**Assignment**: Line tally for the word "Clone": count the lines below that contain it and reply with the number alone.

**Data to examine**:
use crate::{
    codec::{Codec, CodecState, ProcessResult, Status},
    CodecResult,
};

/// Copies input to output unchanged.
///
/// Useful for exercising pipelines, and as the "none" entry of [`Format`](crate::Format).
#[derive(Debug, Default, Clone, Copy, PartialEq, Eq)]
pub struct Identity;

impl Identity {
    pub fn new() -> Self {
        Identity
    }
}

#[derive(Debug, Default)]
pub struct IdentityState;

impl CodecState for IdentityState {
    fn process(&mut self, src: &[u8], dst: &mut [u8]) -> CodecResult<ProcessResult> {
        let n = src.len().min(dst.len());
        dst[..n].copy_from_slice(&src[..n]);
        let status = if n == src.len() {
            Status::NeedInput
        } else {
            Status::NeedOutput
        };
        Ok(ProcessResult::new(n, n, status))
    }

    fn finish(&mut self, _dst: &mut [u8]) -> CodecResult<ProcessResult> {
        Ok(ProcessResult::finished(0))
    }
}

impl Codec for Identity {
    type State = IdentityState;

    fn name(&self) -> &'static str {
        "none"
    }

    fn create_state(&self) -> CodecResult<IdentityState> {
        Ok(IdentityState)
    }
}

#[cfg(test)]
mod tests {
    use super::*;

    #[test]
    fn copies_what_fits() {
        let mut state = Identity::new().create_state().unwrap();
        let mut dst = [0u8; 4];
        let result = state.process(b"abcdef", &mut dst).unwrap();
        assert_eq!(result, ProcessResult::new(4, 4, Status::NeedOutput));
        assert_eq!(&dst, b"abcd");

        let result = state.process(b"ef", &mut dst).unwrap();
        assert_eq!(result, ProcessResult::new(2, 2, Status::NeedInput));
        assert_eq!(state.finish(&mut dst).unwrap(), ProcessResult::finished(0));
    }
}
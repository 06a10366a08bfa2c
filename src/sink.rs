//! Consumers of chunked byte streams.
use std::io;

use crate::{
    codec::Codec,
    filter::{Filter, FilterState},
    CodecError, CodecResult, FilterOptions,
};

/// Something that accepts a stream of byte chunks and is closed exactly once at the end.
pub trait ChunkSink {
    /// Accepts the next chunk. The chunk is only borrowed for the duration of the call.
    fn add(&mut self, chunk: &[u8]) -> CodecResult<()>;

    /// Pushes anything retained so far further down the chain.
    fn flush(&mut self) -> CodecResult<()> {
        Ok(())
    }

    /// Ends the stream. Further chunks must not be added.
    fn close(&mut self) -> CodecResult<()>;
}

impl<S: ChunkSink + ?Sized> ChunkSink for &mut S {
    fn add(&mut self, chunk: &[u8]) -> CodecResult<()> {
        (**self).add(chunk)
    }

    fn flush(&mut self) -> CodecResult<()> {
        (**self).flush()
    }

    fn close(&mut self) -> CodecResult<()> {
        (**self).close()
    }
}

impl<S: ChunkSink + ?Sized> ChunkSink for Box<S> {
    fn add(&mut self, chunk: &[u8]) -> CodecResult<()> {
        (**self).add(chunk)
    }

    fn flush(&mut self) -> CodecResult<()> {
        (**self).flush()
    }

    fn close(&mut self) -> CodecResult<()> {
        (**self).close()
    }
}

/// Gathers everything it receives into one contiguous `Vec<u8>`.
#[derive(Debug, Default, Clone)]
pub struct CollectingSink {
    bytes: Vec<u8>,
    chunks: usize,
    closed: bool,
}

impl CollectingSink {
    pub fn new() -> Self {
        Self::default()
    }

    pub fn bytes(&self) -> &[u8] {
        &self.bytes
    }

    pub fn into_bytes(self) -> Vec<u8> {
        self.bytes
    }

    /// How many non-empty chunks were added.
    pub fn chunk_count(&self) -> usize {
        self.chunks
    }

    pub fn is_closed(&self) -> bool {
        self.closed
    }
}

impl ChunkSink for CollectingSink {
    fn add(&mut self, chunk: &[u8]) -> CodecResult<()> {
        if self.closed {
            return Err(CodecError::Closed);
        }
        if !chunk.is_empty() {
            self.bytes.extend_from_slice(chunk);
            self.chunks += 1;
        }
        Ok(())
    }

    fn close(&mut self) -> CodecResult<()> {
        self.closed = true;
        Ok(())
    }
}

/// A sink that runs every chunk through a codec before handing the result to `downstream`.
///
/// Closing a `CodecSink` finishes the codec and then closes the downstream sink exactly once.
/// If the codec fails, the downstream sink is left open and the error is returned instead.
///
/// `CodecSink` also implements [`io::Write`], so it can sit at the end of `io::copy` or any
/// other writer chain. Writers have no notion of closing, so call [`CodecSink::close`]
/// explicitly once done.
pub struct CodecSink<C: Codec, D: ChunkSink> {
    filter: Filter<C>,
    downstream: D,
    closed: bool,
}

impl<C: Codec, D: ChunkSink> CodecSink<C, D> {
    pub fn new(codec: C, downstream: D) -> CodecResult<Self> {
        Self::with_options(codec, FilterOptions::default(), downstream)
    }

    pub fn with_options(codec: C, options: FilterOptions, downstream: D) -> CodecResult<Self> {
        Ok(Self::from_filter(
            Filter::with_options(codec, options)?,
            downstream,
        ))
    }

    pub fn from_filter(filter: Filter<C>, downstream: D) -> Self {
        Self {
            filter,
            downstream,
            closed: false,
        }
    }

    pub fn add(&mut self, chunk: &[u8]) -> CodecResult<()> {
        if self.closed {
            return Err(CodecError::Closed);
        }
        self.filter.process(chunk, &mut self.downstream)
    }

    /// Flushes the codec, then the downstream sink.
    pub fn flush(&mut self) -> CodecResult<()> {
        if self.closed {
            return Err(CodecError::Closed);
        }
        self.filter.flush(&mut self.downstream)?;
        self.downstream.flush()
    }

    /// Finishes the codec and closes the downstream sink. Calling this again does nothing.
    pub fn close(&mut self) -> CodecResult<()> {
        if self.closed {
            return Ok(());
        }
        self.filter.close(&mut self.downstream)?;
        self.closed = true;
        self.downstream.close()
    }

    pub fn is_closed(&self) -> bool {
        self.closed
    }

    pub fn state(&self) -> FilterState {
        self.filter.state()
    }

    pub fn filter(&self) -> &Filter<C> {
        &self.filter
    }

    pub fn get_ref(&self) -> &D {
        &self.downstream
    }

    pub fn get_mut(&mut self) -> &mut D {
        &mut self.downstream
    }

    /// Gives back the downstream sink, dropping the codec and any state it still holds.
    pub fn into_inner(self) -> D {
        self.downstream
    }
}

impl<C: Codec, D: ChunkSink> ChunkSink for CodecSink<C, D> {
    fn add(&mut self, chunk: &[u8]) -> CodecResult<()> {
        CodecSink::add(self, chunk)
    }

    fn flush(&mut self) -> CodecResult<()> {
        CodecSink::flush(self)
    }

    fn close(&mut self) -> CodecResult<()> {
        CodecSink::close(self)
    }
}

impl<C: Codec, D: ChunkSink> io::Write for CodecSink<C, D> {
    fn write(&mut self, buf: &[u8]) -> io::Result<usize> {
        CodecSink::add(self, buf)?;
        Ok(buf.len())
    }

    fn flush(&mut self) -> io::Result<()> {
        CodecSink::flush(self)?;
        Ok(())
    }
}

impl<C, D> std::fmt::Debug for CodecSink<C, D>
where
    C: Codec + std::fmt::Debug,
    D: ChunkSink + std::fmt::Debug,
{
    fn fmt(&self, f: &mut std::fmt::Formatter<'_>) -> std::fmt::Result {
        f.debug_struct("CodecSink")
            .field("filter", &self.filter)
            .field("downstream", &self.downstream)
            .field("closed", &self.closed)
            .finish()
    }
}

**Result**: 2